Collected data entries >>
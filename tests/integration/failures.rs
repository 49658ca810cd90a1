//! Lost acknowledgments, dropped connections, missing chunks, and messages
//! the receiver must reject.

use std::time::Duration;

use tokio::sync::broadcast;

use chunkcast_core::{encode, Stage, Topics, TransferError, TransferKey, Violation};
use chunkcast_services::{
    AbandonReason, ChunkPublisher, Fault, MemoryBroker, PublishOptions, ReassemblySettings,
    TransferEvent,
};

use crate::{fast_options, payload, settings, wait_until, Receiver};

// ═══════════════════════════════════════════════════════════════════════════════
// Sender side
// ═══════════════════════════════════════════════════════════════════════════════

#[tokio::test]
async fn stalled_chunk_times_out_and_receiver_abandons() {
    let broker = MemoryBroker::new();
    let mut rx = Receiver::start(
        &broker,
        Topics::default(),
        settings(Duration::from_millis(300), Duration::from_secs(10)),
    )
    .await;
    let (sender, _) = broker.connect();
    // ordinal 0 = meta, 1 = chunk 0, 2 = chunk 1
    broker.inject(2, Fault::Stall);

    let encoded = encode(payload(120_000), 50_000, "ring.wav").unwrap();
    let err = ChunkPublisher::new(&sender, Topics::default(), fast_options())
        .publish(&encoded)
        .await
        .unwrap_err();
    assert!(matches!(err, TransferError::DeliveryTimeout { .. }), "{err}");
    assert_eq!(err.stage(), Some(Stage::Chunk));
    assert_eq!(err.index(), Some(1));
    assert!(err.is_retryable());

    // Nothing after the stalled chunk was sent.
    assert_eq!(broker.published().len(), 3);

    let TransferEvent::Abandoned(abandoned) = rx.next_event().await else {
        panic!("expected abandonment");
    };
    assert_eq!(abandoned.reason, AbandonReason::Inactivity);
    assert_eq!(abandoned.received, 1);
    assert_eq!(abandoned.total, 3);
    assert_eq!(abandoned.missing, vec![1, 2]);
}

#[tokio::test]
async fn disconnect_during_metadata_is_a_connection_error() {
    let broker = MemoryBroker::new();
    let (sender, _) = broker.connect();
    broker.inject(0, Fault::Disconnect);

    let encoded = encode(payload(100), 50, "a.wav").unwrap();
    let err = ChunkPublisher::new(&sender, Topics::default(), fast_options())
        .publish(&encoded)
        .await
        .unwrap_err();
    assert!(matches!(err, TransferError::Connection { stage: Stage::Metadata, index: None, .. }), "{err}");
}

#[tokio::test]
async fn disconnect_on_completion_marker() {
    let broker = MemoryBroker::new();
    let (sender, _) = broker.connect();
    broker.inject(3, Fault::Disconnect);

    let encoded = encode(payload(100), 50, "a.wav").unwrap();
    let err = ChunkPublisher::new(&sender, Topics::default(), fast_options())
        .publish(&encoded)
        .await
        .unwrap_err();
    assert_eq!(err.stage(), Some(Stage::Complete));
    assert_eq!(err.index(), None);
}

#[tokio::test]
async fn cancel_leaves_receiver_session_open() {
    let broker = MemoryBroker::new();
    let rx = Receiver::start(&broker, Topics::default(), ReassemblySettings::default()).await;
    let (sender, _) = broker.connect();

    let (cancel_tx, cancel_rx) = broadcast::channel(1);
    let watcher = broker.clone();
    tokio::spawn(async move {
        // meta plus the first chunk
        wait_until(Duration::from_secs(5), || watcher.published().len() >= 2).await;
        let _ = cancel_tx.send(());
    });

    let options = PublishOptions {
        chunk_delay: Duration::from_millis(100),
        ..fast_options()
    };
    let encoded = encode(payload(1000), 100, "long.wav").unwrap();
    let err = ChunkPublisher::new(&sender, Topics::default(), options)
        .with_cancel(cancel_rx)
        .publish(&encoded)
        .await
        .unwrap_err();
    assert!(matches!(err, TransferError::Cancelled { .. }), "{err}");
    assert!(!err.is_retryable());
    assert!(broker.published().len() < 12);

    let handle = rx.handle.clone();
    let mut sessions = handle.snapshot().await.unwrap();
    for _ in 0..100 {
        if sessions.first().is_some_and(|s| s.received >= 1) {
            break;
        }
        tokio::time::sleep(Duration::from_millis(10)).await;
        sessions = handle.snapshot().await.unwrap();
    }
    assert_eq!(sessions.len(), 1);
    assert_eq!(sessions[0].filename, "long.wav");
    assert!(sessions[0].received >= 1);
    assert!(!sessions[0].completion_seen);

    assert!(handle.cancel(TransferKey::Anonymous).await.unwrap());
    assert!(handle.snapshot().await.unwrap().is_empty());
    assert!(!handle.cancel(TransferKey::Anonymous).await.unwrap());
}

// ═══════════════════════════════════════════════════════════════════════════════
// Missing chunks
// ═══════════════════════════════════════════════════════════════════════════════

#[tokio::test]
async fn lost_chunk_reported_then_abandoned_after_grace() {
    let broker = MemoryBroker::new();
    let mut rx = Receiver::start(
        &broker,
        Topics::default(),
        settings(Duration::from_secs(10), Duration::from_millis(200)),
    )
    .await;
    let (sender, _) = broker.connect();
    broker.inject(2, Fault::Discard);

    let encoded = encode(payload(300), 100, "gap.wav").unwrap();
    // The broker acknowledged every publish, so the sender sees success.
    ChunkPublisher::new(&sender, Topics::default(), fast_options())
        .publish(&encoded)
        .await
        .unwrap();

    match rx.next_event().await {
        TransferEvent::Incomplete { key, missing } => {
            assert_eq!(key, TransferKey::Anonymous);
            assert_eq!(missing, vec![1]);
        }
        other => panic!("expected incomplete, got {other:?}"),
    }

    let TransferEvent::Abandoned(abandoned) = rx.next_event().await else {
        panic!("expected abandonment");
    };
    assert_eq!(abandoned.reason, AbandonReason::GraceExpired);
    assert_eq!(abandoned.missing, vec![1]);
    assert_eq!(abandoned.filename, "gap.wav");
}

#[tokio::test]
async fn late_chunk_within_grace_completes() {
    let topics = Topics::default();
    let broker = MemoryBroker::new();
    let mut rx = Receiver::start(
        &broker,
        topics.clone(),
        settings(Duration::from_secs(10), Duration::from_secs(10)),
    )
    .await;
    let (sender, _) = broker.connect();
    broker.inject(2, Fault::Discard);

    let data = payload(300);
    let encoded = encode(data.clone(), 100, "gap.wav").unwrap();
    ChunkPublisher::new(&sender, topics.clone(), fast_options())
        .publish(&encoded)
        .await
        .unwrap();
    assert!(matches!(rx.next_event().await, TransferEvent::Incomplete { .. }));

    broker.deliver(
        &topics.chunk(&TransferKey::Anonymous, 1),
        encoded.chunks[1].data.clone(),
    );
    let TransferEvent::Completed(done) = rx.next_event().await else {
        panic!("expected completion");
    };
    assert_eq!(done.payload, data);
}

// ═══════════════════════════════════════════════════════════════════════════════
// Receiver rejections
// ═══════════════════════════════════════════════════════════════════════════════

#[tokio::test]
async fn out_of_range_chunk_rejected_without_disturbing_session() {
    let topics = Topics::default();
    let broker = MemoryBroker::new();
    let mut rx = Receiver::start(&broker, topics.clone(), ReassemblySettings::default()).await;

    let data = payload(10);
    let encoded = encode(data.clone(), 4, "r.bin").unwrap();
    let key = encoded.key();
    broker.deliver(&topics.meta(), encoded.descriptor.to_json().unwrap());
    broker.deliver(&topics.chunk(&key, 3), vec![0u8; 4]);

    match rx.next_event().await {
        TransferEvent::Rejected(Violation::IndexOutOfRange { index, num_chunks, .. }) => {
            assert_eq!(index, 3);
            assert_eq!(num_chunks, 3);
        }
        other => panic!("expected out-of-range rejection, got {other:?}"),
    }

    for chunk in &encoded.chunks {
        broker.deliver(&topics.chunk(&key, chunk.index), chunk.data.clone());
    }
    broker.deliver(&topics.complete(&key), "done");
    let TransferEvent::Completed(done) = rx.next_event().await else {
        panic!("expected completion");
    };
    assert_eq!(done.payload, data);
}

#[tokio::test]
async fn wrong_length_and_orphan_chunks_rejected() {
    let topics = Topics::default();
    let broker = MemoryBroker::new();
    let mut rx = Receiver::start(&broker, topics.clone(), ReassemblySettings::default()).await;
    let key = TransferKey::Anonymous;

    broker.deliver(&topics.chunk(&key, 0), vec![1u8; 4]);
    assert!(matches!(
        rx.next_event().await,
        TransferEvent::Rejected(Violation::NoActiveSession { .. })
    ));

    let encoded = encode(payload(10), 4, "r.bin").unwrap();
    broker.deliver(&topics.meta(), encoded.descriptor.to_json().unwrap());
    // Last chunk must be 2 bytes.
    broker.deliver(&topics.chunk(&key, 2), vec![1u8; 4]);
    match rx.next_event().await {
        TransferEvent::Rejected(Violation::LengthMismatch { index, expected, actual, .. }) => {
            assert_eq!((index, expected, actual), (2, 2, 4));
        }
        other => panic!("expected length mismatch, got {other:?}"),
    }
}

#[tokio::test]
async fn malformed_messages_rejected() {
    let topics = Topics::default();
    let broker = MemoryBroker::new();
    let mut rx = Receiver::start(&broker, topics.clone(), ReassemblySettings::default()).await;

    broker.deliver(&topics.meta(), "{not json");
    assert!(matches!(
        rx.next_event().await,
        TransferEvent::Rejected(Violation::MalformedDescriptor(_))
    ));

    broker.deliver("esp32/sound/chunk/abc", vec![0u8; 1]);
    assert!(matches!(
        rx.next_event().await,
        TransferEvent::Rejected(Violation::MalformedTopic(_))
    ));

    let encoded = encode(payload(4), 4, "s.bin").unwrap();
    broker.deliver(&topics.meta(), encoded.descriptor.to_json().unwrap());
    broker.deliver(&topics.chunk(&TransferKey::Anonymous, 0), encoded.chunks[0].data.clone());
    broker.deliver(&topics.complete(&TransferKey::Anonymous), "finished");
    assert!(matches!(
        rx.next_event().await,
        TransferEvent::Rejected(Violation::UnexpectedSentinel { .. })
    ));

    // The whole-file topic sits under the namespace but is not part of the
    // chunked protocol.
    broker.deliver("esp32/sound", vec![0u8; 16]);
    rx.expect_quiet(Duration::from_millis(100)).await;
}

#[tokio::test]
async fn corrupted_chunk_fails_digest() {
    let topics = Topics::default();
    let broker = MemoryBroker::new();
    let mut rx = Receiver::start(&broker, topics.clone(), ReassemblySettings::default()).await;

    let encoded = encode(payload(8), 4, "d.bin").unwrap().with_digest();
    let key = encoded.key();
    broker.deliver(&topics.meta(), encoded.descriptor.to_json().unwrap());
    broker.deliver(&topics.chunk(&key, 0), encoded.chunks[0].data.clone());
    broker.deliver(&topics.chunk(&key, 1), vec![0xFFu8; 4]);
    broker.deliver(&topics.complete(&key), "done");

    assert!(matches!(
        rx.next_event().await,
        TransferEvent::Rejected(Violation::DigestMismatch { .. })
    ));
}

#[tokio::test]
async fn oversized_descriptor_rejected() {
    let broker = MemoryBroker::new();
    let mut rx = Receiver::start(
        &broker,
        Topics::default(),
        ReassemblySettings {
            max_transfer_bytes: 1000,
            ..ReassemblySettings::default()
        },
    )
    .await;
    let (sender, _) = broker.connect();

    let encoded = encode(payload(5000), 1000, "big.wav").unwrap();
    ChunkPublisher::new(&sender, Topics::default(), fast_options())
        .publish(&encoded)
        .await
        .unwrap();

    match rx.next_event().await {
        TransferEvent::Rejected(Violation::TooLarge { total_size, limit }) => {
            assert_eq!((total_size, limit), (5000, 1000));
        }
        other => panic!("expected size rejection, got {other:?}"),
    }
    // Every chunk that follows has no session to land in.
    assert!(matches!(
        rx.next_event().await,
        TransferEvent::Rejected(Violation::NoActiveSession { .. })
    ));
}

Task objective >>
Using the data above, print exactly the lines from the line that contains "assert_eq!(err.index(), None);" through the line that contains "assert_eq!(sessions.len(), 1);", with both included.

Answer box >>
    assert_eq!(err.index(), None);
}

#[tokio::test]
async fn cancel_leaves_receiver_session_open() {
    let broker = MemoryBroker::new();
    let rx = Receiver::start(&broker, Topics::default(), ReassemblySettings::default()).await;
    let (sender, _) = broker.connect();

    let (cancel_tx, cancel_rx) = broadcast::channel(1);
    let watcher = broker.clone();
    tokio::spawn(async move {
        // meta plus the first chunk
        wait_until(Duration::from_secs(5), || watcher.published().len() >= 2).await;
        let _ = cancel_tx.send(());
    });

    let options = PublishOptions {
        chunk_delay: Duration::from_millis(100),
        ..fast_options()
    };
    let encoded = encode(payload(1000), 100, "long.wav").unwrap();
    let err = ChunkPublisher::new(&sender, Topics::default(), options)
        .with_cancel(cancel_rx)
        .publish(&encoded)
        .await
        .unwrap_err();
    assert!(matches!(err, TransferError::Cancelled { .. }), "{err}");
    assert!(!err.is_retryable());
    assert!(broker.published().len() < 12);

    let handle = rx.handle.clone();
    let mut sessions = handle.snapshot().await.unwrap();
    for _ in 0..100 {
        if sessions.first().is_some_and(|s| s.received >= 1) {
            break;
        }
        tokio::time::sleep(Duration::from_millis(10)).await;
        sessions = handle.snapshot().await.unwrap();
    }
    assert_eq!(sessions.len(), 1);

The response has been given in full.